Protection under the law, whether legal or physical, must be indivisible.

November 29 marked the International Day of Solidarity with the Palestinian People. The date marks the day the UN General Assembly adopted its landmark Resolution 181, in 1947. This approved the partition of the British Mandate territory of Palestine, with fateful consequences for the Jewish and Palestinian peoples that continue to this day. The political fight in the run-up to the vote at the UN was lengthy, contentious and heated. And the outcome was settled only after intense, behind-the-scenes pressure from the great powers of the day – all of whom, incidentally, remain permanent members of the UN Security Council – and from an influential Jewish lobby. The late Israeli diplomat and politician Abba Eban’s own account of those momentous events, where he was present, makes abundantly clear the Zionist strategy.


United Nations General Assembly gives final approval to Partition of Palestine (Credit: UN Photo / MB)

Only 11 days after that fateful vote, the United Nations adopted the Universal Declaration of Human Rights.
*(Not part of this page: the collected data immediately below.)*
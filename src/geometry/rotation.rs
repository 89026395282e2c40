//! Rotation of local anchor offsets into world space
//!
//! Anchor offsets are computed in the shape's local frame, ignoring
//! rotation entirely. Rotation is applied exactly once, here, when an
//! offset is resolved to world coordinates:
//!
//! ```text
//! world = shape.position + rotate(offset, shape.rotation)
//! ```
//!
//! Rotation uses the SVG convention: clockwise positive angles in degrees,
//! Y axis pointing down.

use super::shape::Vec2;

/// Rotate a local offset around the shape origin.
///
/// In a Y-down coordinate system, clockwise rotation uses the standard
/// rotation matrix:
/// ```text
/// x' = x * cos(a) - y * sin(a)
/// y' = x * sin(a) + y * cos(a)
/// ```
pub fn rotate_offset(offset: Vec2, angle_degrees: f64) -> Vec2 {
    if angle_degrees.abs() < f64::EPSILON {
        return offset;
    }

    let radians = angle_degrees.to_radians();
    let (sin_a, cos_a) = radians.sin_cos();

    Vec2 {
        x: offset.x * cos_a - offset.y * sin_a,
        y: offset.x * sin_a + offset.y * cos_a,
    }
}
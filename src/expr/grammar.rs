//! Parser implementation using chumsky
//!
//! Grammar (loosest binding first):
//!
//! ```text
//! sum     := product (('+' | '-') product)*
//! product := unary (('*' | '/') unary)*
//! unary   := '-' unary | power
//! power   := primary (('^' | '**') unary)?      (right associative)
//! primary := number | symbol | function '(' sum ')' | '(' sum ')'
//! ```

use chumsky::input::{Stream, ValueInput};
use chumsky::prelude::*;

use crate::expr::ast::{BinaryOp, Expr, Function, UnaryOp};
use crate::expr::lexer::Token;

/// Parse equation text into an expression tree
pub fn parse(input: &str) -> Result<Expr, Vec<crate::ParseError>> {
    let len = input.len();

    // Create a logos lexer and convert to token stream
    let token_iter = crate::expr::lexer::lex(input).map(|(tok, span)| (tok, span.into()));

    // Turn the token iterator into a stream that chumsky can use
    let token_stream = Stream::from_iter(token_iter)
        // Split (Token, SimpleSpan) into token and span parts
        .map((len..len).into(), |(t, s): (_, _)| (t, s));

    expr_parser()
        .parse(token_stream)
        .into_result()
        .map_err(|errs| errs.into_iter().map(|e| e.into()).collect())
}

fn expr_parser<'a, I>() -> impl Parser<'a, I, Expr, extra::Err<Rich<'a, Token>>> + Clone
where
    I: ValueInput<'a, Token = Token, Span = SimpleSpan>,
{
    recursive(|expr| {
        let number = select! {
            Token::Number(n) => Expr::Number(n),
        };

        // An identifier followed by a parenthesized argument is a function
        // call; otherwise it is a symbol looked up in the variable binding.
        let call_or_symbol = select! { Token::Ident(name) => name }
            .then(
                expr.clone()
                    .delimited_by(just(Token::ParenOpen), just(Token::ParenClose))
                    .or_not(),
            )
            .try_map(|(name, arg), span| match arg {
                Some(arg) => match Function::from_name(&name) {
                    Some(func) => Ok(Expr::Call(func, Box::new(arg))),
                    None => Err(Rich::custom(
                        span,
                        format!("unknown function '{}'", name),
                    )),
                },
                None => Ok(Expr::Symbol(name)),
            });

        let primary = choice((
            number,
            call_or_symbol,
            expr.clone()
                .delimited_by(just(Token::ParenOpen), just(Token::ParenClose)),
        ));

        // Exponentiation is right-associative and its exponent may carry a
        // unary minus, so `unary` and `power` are folded into one level.
        let unary = recursive(|unary| {
            let power = primary
                .clone()
                .then(
                    choice((just(Token::Caret), just(Token::DoubleStar)))
                        .ignore_then(unary.clone())
                        .or_not(),
                )
                .map(|(base, exponent)| match exponent {
                    Some(exponent) => {
                        Expr::Binary(BinaryOp::Pow, Box::new(base), Box::new(exponent))
                    }
                    None => base,
                });

            just(Token::Minus)
                .ignore_then(unary)
                .map(|inner| Expr::Unary(UnaryOp::Neg, Box::new(inner)))
                .or(power)
        });

        let product_op = choice((
            just(Token::Star).to(BinaryOp::Mul),
            just(Token::Slash).to(BinaryOp::Div),
        ));
        let product = unary.clone().foldl(
            product_op.then(unary).repeated(),
            |lhs, (op, rhs)| Expr::Binary(op, Box::new(lhs), Box::new(rhs)),
        );

        let sum_op = choice((
            just(Token::Plus).to(BinaryOp::Add),
            just(Token::Minus).to(BinaryOp::Sub),
        ));
        product.clone().foldl(
            sum_op.then(product).repeated(),
            |lhs, (op, rhs)| Expr::Binary(op, Box::new(lhs), Box::new(rhs)),
        )
    })
}
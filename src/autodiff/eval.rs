//! Compiled equations and gradient evaluation
//!
//! An [`Equation`] pairs its source text with the expression tree parsed
//! from it. Parsing happens once, when the equation is created; solver
//! iterations reuse the compiled tree.

use std::collections::{BTreeMap, HashMap};

use thiserror::Error;

use crate::error::ParseError;
use crate::expr::{self, BinaryOp, Expr, Function, UnaryOp};

use super::dual::Dual;

/// Variable binding for evaluation. The sorted key order defines the fixed
/// variable ordering that derivative vectors are aligned to.
pub type Bindings = BTreeMap<String, f64>;

/// Evaluation failures. These are recoverable: the caller referenced a
/// variable the binding does not contain.
#[derive(Debug, Error)]
pub enum EvalError {
    #[error("unknown variable '{name}'")]
    UnknownVariable { name: String },
}

/// An equation expected to equal zero at a solution, compiled for repeated
/// evaluation.
#[derive(Debug, Clone)]
pub struct Equation {
    text: String,
    ast: Expr,
}

impl Equation {
    /// Parse equation text into a compiled equation.
    pub fn parse(text: impl Into<String>) -> Result<Self, Vec<ParseError>> {
        let text = text.into();
        let ast = expr::parse(&text)?;
        Ok(Self { text, ast })
    }

    /// The original (or substituted) equation text.
    pub fn text(&self) -> &str {
        &self.text
    }

    /// Fold the given known values into the expression tree, removing them
    /// from the equation's free variables.
    pub fn with_known(&self, known: &Bindings) -> Equation {
        if known.is_empty() {
            return self.clone();
        }
        let ast = self.ast.substitute(known);
        Equation {
            text: ast.to_string(),
            ast,
        }
    }

    /// Evaluate at the given binding, producing the equation's value and
    /// its gradient with respect to the binding's sorted key order.
    pub fn evaluate(&self, bindings: &Bindings) -> Result<Dual, EvalError> {
        let index: HashMap<&str, usize> = bindings
            .keys()
            .enumerate()
            .map(|(i, name)| (name.as_str(), i))
            .collect();
        eval_node(&self.ast, bindings, &index)
    }

    /// Evaluate just the residual value.
    pub fn residual(&self, bindings: &Bindings) -> Result<f64, EvalError> {
        self.evaluate(bindings).map(|d| d.value)
    }
}

impl std::fmt::Display for Equation {
    fn fmt(&self, f: &mut std::fmt::Formatter<'_>) -> std::fmt::Result {
        write!(f, "{}", self.text)
    }
}

fn eval_node(
    expr: &Expr,
    bindings: &Bindings,
    index: &HashMap<&str, usize>,
) -> Result<Dual, EvalError> {
    match expr {
        Expr::Number(n) => Ok(Dual::constant(*n)),
        Expr::Symbol(name) => match index.get(name.as_str()) {
            Some(&i) => Ok(Dual::variable(bindings[name], i, bindings.len())),
            None => Err(EvalError::UnknownVariable { name: name.clone() }),
        },
        Expr::Unary(UnaryOp::Neg, inner) => Ok(-&eval_node(inner, bindings, index)?),
        Expr::Binary(op, lhs, rhs) => {
            let lhs = eval_node(lhs, bindings, index)?;
            let rhs = eval_node(rhs, bindings, index)?;
            Ok(match op {
                BinaryOp::Add => &lhs + &rhs,
                BinaryOp::Sub => &lhs - &rhs,
                BinaryOp::Mul => &lhs * &rhs,
                BinaryOp::Div => &lhs / &rhs,
                BinaryOp::Pow => lhs.pow(&rhs),
            })
        }
        Expr::Call(func, arg) => {
            let arg = eval_node(arg, bindings, index)?;
            Ok(match func {
                Function::Sin => arg.sin(),
                Function::Cos => arg.cos(),
                Function::Tan => arg.tan(),
                Function::Asin => arg.asin(),
                Function::Acos => arg.acos(),
                Function::Atan => arg.atan(),
                Function::Exp => arg.exp(),
                Function::Sqrt => arg.sqrt(),
                Function::Log => arg.ln(),
                Function::Neg => -&arg,
            })
        }
    }
}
Inspired by the determination of the Second World War victors never again to permit the persecution and genocide of an entire people, as had occurred during the Holocaust, or else those persons deemed undesirable in society, such as homosexuals, this noble charter rightly remains the bedrock of international human rights law. In my opinion, though, there is an important connection beyond the passage of these two pillars of post-war multilateral diplomacy which goes well beyond the coincidence of their dates in the early days of the UN. The link is the question of Palestinian rights – and the duty of the international community, as represented by the United Nations and other bodies such as the International Court of Justice and International Criminal Court, to uphold those rights.

"Picking and choosing among the basic rights enshrined in international covenants signed by the vast majority of countries is a slippery slope that can lead to disrespect for them all."
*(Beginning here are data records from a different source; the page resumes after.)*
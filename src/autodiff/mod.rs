//! Forward-mode automatic differentiation and equation evaluation

pub mod dual;
pub mod eval;

pub use dual::Dual;
pub use eval::{Bindings, Equation, EvalError};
Basic rights come in many forms: civil, political, economic and social. They are individual and they are collective. Some, especially in the West, favour civil and political rights, especially those individual ones that protect personal freedoms; others, notably in the Global South, have tended to place more emphasis on collective rights as well as economic rights to food, shelter, employment and so on. Both are important and responsible governments and leaders should never present them as mutually exclusive. Picking and choosing among the basic rights enshrined in international covenants signed by the vast majority of countries is a slippery slope that can lead to disrespect for them all.


Al Walaja village, West Bank Barrier (Photo: UNRWA)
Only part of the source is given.